Required action. In the data that follows, count each line with the string "else"; the reply is the number only.

Source information.
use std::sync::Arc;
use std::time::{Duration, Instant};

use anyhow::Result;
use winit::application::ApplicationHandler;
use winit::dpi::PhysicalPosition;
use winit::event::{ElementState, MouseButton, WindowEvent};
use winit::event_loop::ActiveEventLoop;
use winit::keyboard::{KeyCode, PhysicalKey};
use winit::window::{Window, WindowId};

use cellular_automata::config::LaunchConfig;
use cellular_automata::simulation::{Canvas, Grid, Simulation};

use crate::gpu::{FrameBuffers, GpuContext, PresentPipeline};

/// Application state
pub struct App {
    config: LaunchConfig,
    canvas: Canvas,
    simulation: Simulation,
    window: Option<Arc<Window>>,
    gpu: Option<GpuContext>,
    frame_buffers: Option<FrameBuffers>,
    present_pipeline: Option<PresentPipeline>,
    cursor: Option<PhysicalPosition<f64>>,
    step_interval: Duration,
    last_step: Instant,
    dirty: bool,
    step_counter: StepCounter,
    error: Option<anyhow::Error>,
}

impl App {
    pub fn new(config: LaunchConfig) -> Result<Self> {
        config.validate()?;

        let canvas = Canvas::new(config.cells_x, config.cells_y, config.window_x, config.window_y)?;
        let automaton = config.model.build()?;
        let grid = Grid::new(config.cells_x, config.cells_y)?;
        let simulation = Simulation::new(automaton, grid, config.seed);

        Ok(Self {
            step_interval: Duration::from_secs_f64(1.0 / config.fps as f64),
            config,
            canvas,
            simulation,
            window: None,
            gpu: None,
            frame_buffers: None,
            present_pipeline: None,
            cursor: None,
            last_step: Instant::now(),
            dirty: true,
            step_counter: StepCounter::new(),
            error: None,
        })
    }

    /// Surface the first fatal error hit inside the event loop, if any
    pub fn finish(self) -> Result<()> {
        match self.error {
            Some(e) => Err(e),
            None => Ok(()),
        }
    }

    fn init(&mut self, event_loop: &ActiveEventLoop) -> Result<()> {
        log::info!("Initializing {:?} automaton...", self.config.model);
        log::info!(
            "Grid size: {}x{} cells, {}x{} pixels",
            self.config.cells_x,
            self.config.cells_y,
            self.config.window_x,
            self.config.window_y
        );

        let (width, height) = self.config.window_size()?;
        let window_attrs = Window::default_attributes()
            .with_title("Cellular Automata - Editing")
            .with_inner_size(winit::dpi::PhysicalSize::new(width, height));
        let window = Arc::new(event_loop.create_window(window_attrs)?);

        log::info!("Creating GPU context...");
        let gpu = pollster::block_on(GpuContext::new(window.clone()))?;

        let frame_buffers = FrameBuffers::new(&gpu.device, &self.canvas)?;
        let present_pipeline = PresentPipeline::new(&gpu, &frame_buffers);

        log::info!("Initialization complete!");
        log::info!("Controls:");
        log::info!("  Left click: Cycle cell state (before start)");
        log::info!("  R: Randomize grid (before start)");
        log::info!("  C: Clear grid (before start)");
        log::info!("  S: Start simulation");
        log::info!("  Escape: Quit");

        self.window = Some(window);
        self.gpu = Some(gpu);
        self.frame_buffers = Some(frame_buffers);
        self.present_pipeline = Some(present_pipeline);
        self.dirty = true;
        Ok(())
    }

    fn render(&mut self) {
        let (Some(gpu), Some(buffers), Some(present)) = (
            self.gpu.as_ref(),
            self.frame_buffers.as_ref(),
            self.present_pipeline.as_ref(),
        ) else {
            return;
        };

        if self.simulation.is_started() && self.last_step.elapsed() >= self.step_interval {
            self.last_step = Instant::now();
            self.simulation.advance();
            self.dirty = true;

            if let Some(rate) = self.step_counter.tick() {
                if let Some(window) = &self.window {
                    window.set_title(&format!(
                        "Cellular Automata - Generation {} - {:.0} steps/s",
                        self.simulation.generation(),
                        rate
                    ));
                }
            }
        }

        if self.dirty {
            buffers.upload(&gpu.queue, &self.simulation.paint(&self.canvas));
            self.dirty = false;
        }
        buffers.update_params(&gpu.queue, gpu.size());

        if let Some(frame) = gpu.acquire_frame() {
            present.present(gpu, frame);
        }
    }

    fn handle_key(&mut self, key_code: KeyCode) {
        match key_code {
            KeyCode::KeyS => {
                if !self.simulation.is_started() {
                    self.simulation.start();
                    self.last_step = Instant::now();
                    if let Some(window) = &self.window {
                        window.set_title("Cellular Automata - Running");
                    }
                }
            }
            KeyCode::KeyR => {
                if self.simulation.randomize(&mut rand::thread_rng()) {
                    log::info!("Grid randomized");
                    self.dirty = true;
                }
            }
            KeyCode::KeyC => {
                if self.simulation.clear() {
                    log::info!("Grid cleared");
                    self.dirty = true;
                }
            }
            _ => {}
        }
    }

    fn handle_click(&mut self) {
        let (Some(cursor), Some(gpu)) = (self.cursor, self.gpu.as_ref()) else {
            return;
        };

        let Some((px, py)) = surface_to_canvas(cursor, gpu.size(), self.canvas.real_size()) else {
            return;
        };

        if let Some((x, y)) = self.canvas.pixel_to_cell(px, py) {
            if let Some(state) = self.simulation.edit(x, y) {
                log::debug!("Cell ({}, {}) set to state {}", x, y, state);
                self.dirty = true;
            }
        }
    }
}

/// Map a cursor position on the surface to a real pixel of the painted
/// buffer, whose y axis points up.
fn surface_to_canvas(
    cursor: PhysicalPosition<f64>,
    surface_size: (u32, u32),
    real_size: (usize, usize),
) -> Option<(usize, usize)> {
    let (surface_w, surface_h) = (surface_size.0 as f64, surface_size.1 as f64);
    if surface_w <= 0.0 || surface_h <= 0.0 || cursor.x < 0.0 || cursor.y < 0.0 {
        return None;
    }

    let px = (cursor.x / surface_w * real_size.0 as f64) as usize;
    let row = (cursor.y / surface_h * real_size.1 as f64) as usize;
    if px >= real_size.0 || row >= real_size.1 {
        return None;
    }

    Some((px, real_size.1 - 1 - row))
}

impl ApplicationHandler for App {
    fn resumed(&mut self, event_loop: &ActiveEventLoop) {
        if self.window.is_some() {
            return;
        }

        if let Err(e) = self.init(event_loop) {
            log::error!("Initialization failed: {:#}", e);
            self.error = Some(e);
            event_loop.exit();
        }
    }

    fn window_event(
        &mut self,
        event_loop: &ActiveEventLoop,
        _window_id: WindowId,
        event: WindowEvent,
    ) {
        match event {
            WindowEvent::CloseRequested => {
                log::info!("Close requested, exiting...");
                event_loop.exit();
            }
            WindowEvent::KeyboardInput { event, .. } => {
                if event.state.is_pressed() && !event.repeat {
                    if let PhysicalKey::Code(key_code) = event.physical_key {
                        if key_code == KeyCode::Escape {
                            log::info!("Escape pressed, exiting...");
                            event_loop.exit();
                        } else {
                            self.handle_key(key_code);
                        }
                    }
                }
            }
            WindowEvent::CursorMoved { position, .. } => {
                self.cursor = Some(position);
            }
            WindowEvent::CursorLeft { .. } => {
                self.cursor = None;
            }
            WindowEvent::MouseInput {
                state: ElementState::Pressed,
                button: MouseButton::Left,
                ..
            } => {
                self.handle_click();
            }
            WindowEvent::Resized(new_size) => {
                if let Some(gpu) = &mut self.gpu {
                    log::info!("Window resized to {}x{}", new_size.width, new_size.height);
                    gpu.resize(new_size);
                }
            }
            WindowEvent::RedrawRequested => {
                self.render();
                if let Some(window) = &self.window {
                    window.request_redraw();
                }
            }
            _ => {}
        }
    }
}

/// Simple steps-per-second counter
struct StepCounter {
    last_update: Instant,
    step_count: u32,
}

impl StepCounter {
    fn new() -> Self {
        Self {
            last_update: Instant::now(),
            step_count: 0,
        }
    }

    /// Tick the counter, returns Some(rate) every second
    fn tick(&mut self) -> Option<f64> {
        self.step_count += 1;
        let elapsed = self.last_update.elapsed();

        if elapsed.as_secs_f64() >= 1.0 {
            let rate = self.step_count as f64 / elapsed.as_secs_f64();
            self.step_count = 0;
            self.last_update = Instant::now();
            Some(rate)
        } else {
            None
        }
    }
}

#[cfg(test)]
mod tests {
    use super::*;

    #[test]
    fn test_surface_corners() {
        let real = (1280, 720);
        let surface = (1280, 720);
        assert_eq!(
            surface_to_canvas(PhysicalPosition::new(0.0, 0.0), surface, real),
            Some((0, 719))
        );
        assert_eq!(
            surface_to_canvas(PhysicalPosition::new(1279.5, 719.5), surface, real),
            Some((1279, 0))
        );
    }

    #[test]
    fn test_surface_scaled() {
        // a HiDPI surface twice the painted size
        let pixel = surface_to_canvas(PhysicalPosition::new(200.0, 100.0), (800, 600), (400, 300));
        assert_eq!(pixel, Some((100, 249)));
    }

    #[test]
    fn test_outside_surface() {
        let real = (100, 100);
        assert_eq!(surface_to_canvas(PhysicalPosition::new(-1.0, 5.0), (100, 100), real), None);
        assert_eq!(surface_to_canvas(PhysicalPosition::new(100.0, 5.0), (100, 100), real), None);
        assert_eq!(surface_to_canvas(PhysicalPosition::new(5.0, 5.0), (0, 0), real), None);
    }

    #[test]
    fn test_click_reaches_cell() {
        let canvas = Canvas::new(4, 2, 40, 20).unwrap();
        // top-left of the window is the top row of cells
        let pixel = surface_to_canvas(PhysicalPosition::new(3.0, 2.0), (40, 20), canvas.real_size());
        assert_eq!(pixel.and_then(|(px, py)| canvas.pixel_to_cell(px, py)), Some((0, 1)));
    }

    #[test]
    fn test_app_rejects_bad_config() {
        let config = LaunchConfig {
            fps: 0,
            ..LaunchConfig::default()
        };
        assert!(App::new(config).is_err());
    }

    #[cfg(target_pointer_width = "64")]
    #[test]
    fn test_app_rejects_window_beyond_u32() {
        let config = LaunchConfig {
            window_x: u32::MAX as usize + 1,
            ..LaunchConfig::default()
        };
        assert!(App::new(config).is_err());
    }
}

Output. 5